§ **Required action**: The answer must consist of every line from the data that holds the string "below".

......

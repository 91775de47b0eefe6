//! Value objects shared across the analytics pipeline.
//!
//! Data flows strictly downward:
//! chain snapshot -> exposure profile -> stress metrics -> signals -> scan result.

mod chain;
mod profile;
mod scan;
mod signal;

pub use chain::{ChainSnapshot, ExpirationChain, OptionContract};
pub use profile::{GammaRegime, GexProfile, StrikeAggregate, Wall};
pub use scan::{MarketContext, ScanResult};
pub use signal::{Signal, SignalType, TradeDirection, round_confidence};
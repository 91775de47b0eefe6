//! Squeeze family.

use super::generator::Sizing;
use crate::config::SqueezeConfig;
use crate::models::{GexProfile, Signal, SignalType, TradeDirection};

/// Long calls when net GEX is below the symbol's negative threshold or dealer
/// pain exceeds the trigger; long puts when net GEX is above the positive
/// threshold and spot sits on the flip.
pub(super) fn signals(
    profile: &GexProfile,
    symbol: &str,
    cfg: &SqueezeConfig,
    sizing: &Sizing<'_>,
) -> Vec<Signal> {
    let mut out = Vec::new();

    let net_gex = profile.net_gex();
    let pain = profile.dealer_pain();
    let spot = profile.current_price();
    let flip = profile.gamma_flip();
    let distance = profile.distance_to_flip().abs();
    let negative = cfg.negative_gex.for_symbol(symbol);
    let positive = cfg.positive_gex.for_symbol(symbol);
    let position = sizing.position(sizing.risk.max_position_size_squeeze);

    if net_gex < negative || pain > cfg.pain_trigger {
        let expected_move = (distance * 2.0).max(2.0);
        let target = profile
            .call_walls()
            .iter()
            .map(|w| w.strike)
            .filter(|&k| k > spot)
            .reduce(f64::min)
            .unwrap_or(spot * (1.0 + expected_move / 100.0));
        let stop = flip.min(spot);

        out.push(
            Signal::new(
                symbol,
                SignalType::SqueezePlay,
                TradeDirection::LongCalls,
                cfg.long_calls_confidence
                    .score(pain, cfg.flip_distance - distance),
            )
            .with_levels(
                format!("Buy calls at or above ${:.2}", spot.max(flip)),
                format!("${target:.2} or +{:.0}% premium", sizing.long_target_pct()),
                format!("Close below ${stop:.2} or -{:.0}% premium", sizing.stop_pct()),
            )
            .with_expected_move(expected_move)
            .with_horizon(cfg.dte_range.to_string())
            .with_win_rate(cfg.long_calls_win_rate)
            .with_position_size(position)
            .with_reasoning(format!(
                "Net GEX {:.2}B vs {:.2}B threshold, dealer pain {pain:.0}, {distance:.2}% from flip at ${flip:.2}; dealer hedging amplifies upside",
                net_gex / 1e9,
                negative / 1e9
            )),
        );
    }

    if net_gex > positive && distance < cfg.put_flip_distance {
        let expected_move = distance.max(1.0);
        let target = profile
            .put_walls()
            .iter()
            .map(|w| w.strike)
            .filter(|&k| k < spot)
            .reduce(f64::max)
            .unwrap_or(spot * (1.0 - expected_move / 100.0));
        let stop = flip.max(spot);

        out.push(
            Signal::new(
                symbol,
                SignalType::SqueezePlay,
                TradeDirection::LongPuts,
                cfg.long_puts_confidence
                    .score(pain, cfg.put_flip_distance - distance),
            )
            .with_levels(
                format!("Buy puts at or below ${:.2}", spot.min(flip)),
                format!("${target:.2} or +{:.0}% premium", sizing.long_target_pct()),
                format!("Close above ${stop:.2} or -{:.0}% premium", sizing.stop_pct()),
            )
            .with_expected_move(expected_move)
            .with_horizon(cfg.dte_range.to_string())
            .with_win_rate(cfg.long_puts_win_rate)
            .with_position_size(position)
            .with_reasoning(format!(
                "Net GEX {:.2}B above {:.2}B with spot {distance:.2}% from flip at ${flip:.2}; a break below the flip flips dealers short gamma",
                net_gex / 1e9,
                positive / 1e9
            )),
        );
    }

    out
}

......

§ **Response to the task**:
/// Long calls when net GEX is below the symbol's negative threshold or dealer
                format!("Close below ${stop:.2} or -{:.0}% premium", sizing.stop_pct()),
                format!("Buy puts at or below ${:.2}", spot.min(flip)),
                "Net GEX {:.2}B above {:.2}B with spot {distance:.2}% from flip at ${flip:.2}; a break below the flip flips dealers short gamma",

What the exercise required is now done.